U.S. stocks gained Friday as signs that the world could be closer to an effective treatment for covid-19 blunted concerns that a rising number of cases will curb the global economic recovery.
Banks led the S&P 500 Index higher as the gauge extended its weekly gain to 1.8%. The broader index outperformed the tech-heavy Nasdaq 100 on Friday for the first time in almost two weeks. Gilead Sciences Inc. advanced after reporting its Remdesivir treatment cut covid-19 mortality risk by 62%, helping to ease concern about spreading infections.
Oil rallied past $40 a barrel. European shares advanced. Treasurys reversed a gain that had pushed the five-year yield to a record low.
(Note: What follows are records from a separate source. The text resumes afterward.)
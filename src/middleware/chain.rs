//! Sequential execution of the frozen middleware pipeline.

use crate::error::Result;
use crate::middleware::{
    Flow, GatewayResponse, Handler, Middleware, MiddlewareStack, RequestContext, Responder,
};
use std::sync::Arc;
use tracing::{debug, error, info};
use warp::http::header::{HeaderName, HeaderValue};
use warp::http::StatusCode;

/// One instantiated stage of the chain.
struct Stage {
    id: String,
    handler: Arc<dyn Handler>,
}

/// Immutable pipeline snapshot taken from a [`MiddlewareStack`] at assembly
/// time. Disabled stages are dropped and every remaining stage's handler is
/// built from its factory and params, so configuration mistakes surface
/// here rather than on the first request.
#[derive(Default)]
pub struct MiddlewareChain {
    stages: Vec<Stage>,
}

/// Result of running a request through the chain.
#[derive(Debug)]
pub enum Outcome {
    /// Every stage continued; the terminal responder produced the response.
    Completed(GatewayResponse),
    /// A stage halted the pipeline with this response.
    Halted(GatewayResponse),
}

impl Outcome {
    pub fn into_response(self) -> GatewayResponse {
        match self {
            Outcome::Completed(response) | Outcome::Halted(response) => response,
        }
    }
}

impl MiddlewareChain {
    pub fn empty() -> Self {
        Self::default()
    }

    /// Freezes the enabled stages of `stack` into an executable chain.
    pub fn from_stack(stack: &MiddlewareStack) -> Result<Self> {
        let mut stages = Vec::new();
        for item in stack.iter().filter(|item| item.enabled) {
            let handler = build_stage(item)?;
            stages.push(Stage {
                id: item.id.clone(),
                handler,
            });
        }
        Ok(Self { stages })
    }

    pub fn len(&self) -> usize {
        self.stages.len()
    }

    pub fn is_empty(&self) -> bool {
        self.stages.is_empty()
    }

    pub fn ids(&self) -> Vec<&str> {
        self.stages.iter().map(|stage| stage.id.as_str()).collect()
    }

    /// Runs the request through every stage in order, then hands it to the
    /// terminal responder. A stage error never tears down the request task:
    /// it is logged and mapped to a 500 response.
    pub async fn execute(
        &self,
        mut ctx: RequestContext,
        responder: &dyn Responder,
    ) -> Outcome {
        for stage in &self.stages {
            debug!(stage = %stage.id, "executing middleware stage");

            match stage.handler.handle(&mut ctx).await {
                Ok(Flow::Continue) => {}
                Ok(Flow::Halt(response)) => {
                    info!(
                        stage = %stage.id,
                        status = %response.status,
                        "pipeline halted"
                    );
                    return Outcome::Halted(finish(response, &ctx));
                }
                Err(e) => {
                    error!(stage = %stage.id, error = %e, "middleware stage failed");
                    let response = GatewayResponse::text(
                        StatusCode::INTERNAL_SERVER_ERROR,
                        "internal server error",
                    );
                    return Outcome::Halted(finish(response, &ctx));
                }
            }
        }

        let response = responder.respond(&ctx).await;
        Outcome::Completed(finish(response, &ctx))
    }
}

fn build_stage(item: &Middleware) -> Result<Arc<dyn Handler>> {
    item.factory().build(&item.params)
}

/// Merges stage-accumulated headers and the request id into the outgoing
/// response. Headers already set by the response win.
fn finish(mut response: GatewayResponse, ctx: &RequestContext) -> GatewayResponse {
    for (name, value) in &ctx.response_headers {
        if !response.headers.contains_key(name) {
            response.headers.insert(name.clone(), value.clone());
        }
    }
    if let Ok(value) = HeaderValue::from_str(&ctx.request_id) {
        response
            .headers
            .insert(HeaderName::from_static("x-request-id"), value);
    }
    response
}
With record deaths across America, as well as fears of a second wave in Asia, the spotlight is back on the outlook for the coronavirus as investors head into the weekend. Fiscal and monetary stimulus has buoyed markets thus far, but investors are looking for signals on what additional support may be in the works. Federal Reserve Bank of Dallas President Robert Kaplan, speaking on Fox Business, said he sees the need for more fiscal outlays.
“The equity rally can continue,” said Ben Kirby, co-head of investments and portfolio manager at Thornburg Investment Management, which has about $40 billion in assets under management. “We have too much liquidity in the system, and more in the pipeline.”
Elsewhere, China shares dropped as selling by state-backed funds signaled authorities wanted to slow the pace of gains following the Shanghai Composite’s eight-day winning run.
In the U.K., yields on two- and five-year notes hovered near all-time lows amid speculation that the Bank of England may further ease monetary policy.